In het verslag van 19 maart 2014 staat dat aan de gedetineerde deze verslaglegging niet is medegedeeld. Reeds gelet hierop dient het beklag op formele grond gegrond te worden verklaard. Het beroep is dan ook gegrond, de uitspraak van de beklagcommissie
zal worden vernietigd en het beklag zal gegrond worden verklaard.

Ten aanzien van de inhoud van de bestreden beslissing overweegt de beroepscommissie als volgt. In artikel 51, vijfde lid, van de Pbw is bepaald dat geen straf kan worden opgelegd indien de gedetineerde voor het begaan van het feit als bedoeld in
artikel
50, eerste lid, niet verantwoordelijk kan worden gesteld.

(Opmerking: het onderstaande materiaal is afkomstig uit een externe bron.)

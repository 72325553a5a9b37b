//! Middleware pipeline.
//!
//! Stages run in registration order on the way in and in reverse order on
//! the way out. Continuation is index-driven: [`Next`] holds the remaining
//! slice of stages, the endpoint and the request scope.

pub mod stages;

use std::fmt;
use std::sync::Arc;

use async_trait::async_trait;

use crate::error::DispatchError;
use crate::handler::BoxFuture;
use crate::http::{Request, Response};
use crate::provider::Scope;

pub use stages::{RequestId, RequestIdStage, TracingStage};

/// One middleware stage.
///
/// A stage may call `next.run(req)`, answer on its own without calling it,
/// or inspect and transform what comes back. Returning an error from the
/// stage itself should use [`PipelineStageError`](crate::PipelineStageError)
/// so the dispatcher can tell it apart from handler failures.
///
/// # Examples
///
/// ```
/// use async_trait::async_trait;
/// use ferrous_web::{DispatchError, Next, PipelineStageError, Request, Response, Stage};
/// use http::StatusCode;
///
/// struct RequireApiKey;
///
/// #[async_trait]
/// impl Stage for RequireApiKey {
///     async fn handle(&self, req: Request, next: Next<'_>) -> Result<Response, DispatchError> {
///         if req.headers().contains_key("x-api-key") {
///             next.run(req).await
///         } else {
///             Err(PipelineStageError::new("api-key", "missing key")
///                 .tagged(StatusCode::UNAUTHORIZED)
///                 .into())
///         }
///     }
/// }
/// ```
#[async_trait]
pub trait Stage: Send + Sync + 'static {
    /// Name used in logs and in stage errors.
    fn name(&self) -> &str {
        std::any::type_name::<Self>()
    }

    async fn handle(&self, req: Request, next: Next<'_>) -> Result<Response, DispatchError>;
}

/// Innermost step of the pipeline, run after the last stage.
#[async_trait]
pub trait Endpoint: Send + Sync {
    async fn call(&self, req: Request, scope: &Scope) -> Result<Response, DispatchError>;
}

/// Continuation handed to each stage.
pub struct Next<'a> {
    stages: &'a [Arc<dyn Stage>],
    endpoint: &'a dyn Endpoint,
    scope: &'a Scope,
}

impl<'a> Next<'a> {
    /// The request scope, for resolving or seeding per-request services.
    pub fn scope(&self) -> &'a Scope {
        self.scope
    }

    /// Runs the rest of the pipeline.
    pub async fn run(self, req: Request) -> Result<Response, DispatchError> {
        match self.stages.split_first() {
            Some((stage, rest)) => {
                let next = Next {
                    stages: rest,
                    endpoint: self.endpoint,
                    scope: self.scope,
                };
                tracing::trace!(stage = stage.name(), "entering stage");
                stage.handle(req, next).await
            }
            None => self.endpoint.call(req, self.scope).await,
        }
    }
}

/// Ordered stage list, shared read-only across requests.
#[derive(Clone, Default)]
pub struct Pipeline {
    stages: Vec<Arc<dyn Stage>>,
}

impl Pipeline {
    pub fn new() -> Self {
        Self::default()
    }

    /// Appends a stage.
    pub fn push<S: Stage>(&mut self, stage: S) -> &mut Self {
        self.stages.push(Arc::new(stage));
        self
    }

    pub fn push_arc(&mut self, stage: Arc<dyn Stage>) -> &mut Self {
        self.stages.push(stage);
        self
    }

    pub fn len(&self) -> usize {
        self.stages.len()
    }

    pub fn is_empty(&self) -> bool {
        self.stages.is_empty()
    }

    /// Stage names in execution order.
    pub fn names(&self) -> Vec<&str> {
        self.stages.iter().map(|s| s.name()).collect()
    }

    /// Runs `req` through every stage and then `endpoint`.
    pub async fn run(
        &self,
        req: Request,
        scope: &Scope,
        endpoint: &dyn Endpoint,
    ) -> Result<Response, DispatchError> {
        Next {
            stages: &self.stages,
            endpoint,
            scope,
        }
        .run(req)
        .await
    }
}

impl fmt::Debug for Pipeline {
    fn fmt(&self, f: &mut fmt::Formatter<'_>) -> fmt::Result {
        f.debug_list().entries(self.names()).finish()
    }
}

/// Stage built from a closure. See [`stage_fn`].
pub struct FnStage<F> {
    name: &'static str,
    f: F,
}

/// Wraps a closure as a [`Stage`].
///
/// ```
/// use ferrous_web::{stage_fn, Pipeline};
/// use http::{HeaderValue, header::CACHE_CONTROL};
///
/// let mut pipeline = Pipeline::new();
/// pipeline.push(stage_fn("no-cache", |req, next| {
///     Box::pin(async move {
///         let mut res = next.run(req).await?;
///         res.headers.insert(CACHE_CONTROL, HeaderValue::from_static("no-store"));
///         Ok(res)
///     })
/// }));
/// assert_eq!(pipeline.names(), vec!["no-cache"]);
/// ```
pub fn stage_fn<F>(name: &'static str, f: F) -> FnStage<F>
where
    F: for<'a> Fn(Request, Next<'a>) -> BoxFuture<'a, Result<Response, DispatchError>>
        + Send
        + Sync
        + 'static,
{
    FnStage { name, f }
}

#[async_trait]
impl<F> Stage for FnStage<F>
where
    F: for<'a> Fn(Request, Next<'a>) -> BoxFuture<'a, Result<Response, DispatchError>>
        + Send
        + Sync
        + 'static,
{
    fn name(&self) -> &str {
        self.name
    }

    async fn handle(&self, req: Request, next: Next<'_>) -> Result<Response, DispatchError> {
        (self.f)(req, next).await
    }
}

De beroepscommissie stelt vast dat in de onderhavige zaak sprake is van twee grotendeels tegenstrijdige verhalen. Zonder steunbewijs voor een van beide verhalen, kan in redelijkheid niet worden geconcludeerd dat een van beide verhalen aannemelijker is
dan het andere. Dergelijk steunbewijs ontbreekt. Het kan ook niet gevonden worden in de door de directeur aangehaalde telefoongegevens, omdat nu juist die telefoongegevens passen in beide verhalen. Anders dan de directeur heeft aangevoerd is geen
sprake
van een zwaarwegend op ambtseed opgemaakt verslag, reeds nu in het betreffende verslag niets vermeld staat over een eventueel afgelegde ambtseed of ambtsbelofte. In het verslag is slechts geschreven dat het naar waarheid is opgemaakt; een mededeling
waaraan de beroepscommissie gezien het persoonlijk belang van de opsteller van het verslag daarbij, geen doorslaggevende betekenis toekent. De beroepscommissie is daarom alles overziend van oordeel dat de directeur onder de gegeven omstandigheden in
redelijkheid niet heeft kunnen beslissen om aan klager een disciplinaire straf op te leggen. Nu de gevolgen van deze beslissing niet meer ongedaan zijn te maken, zal klager na te noemen tegemoetkoming worden toegekend.

4. De uitspraak
De beroepscommissie verklaart het beroep gegrond, vernietigt de uitspraak van de beklagcommissie en verklaart het beklag alsnog gegrond.
Zij bepaalt dat aan klager een tegemoetkoming toekomt van € 70,=.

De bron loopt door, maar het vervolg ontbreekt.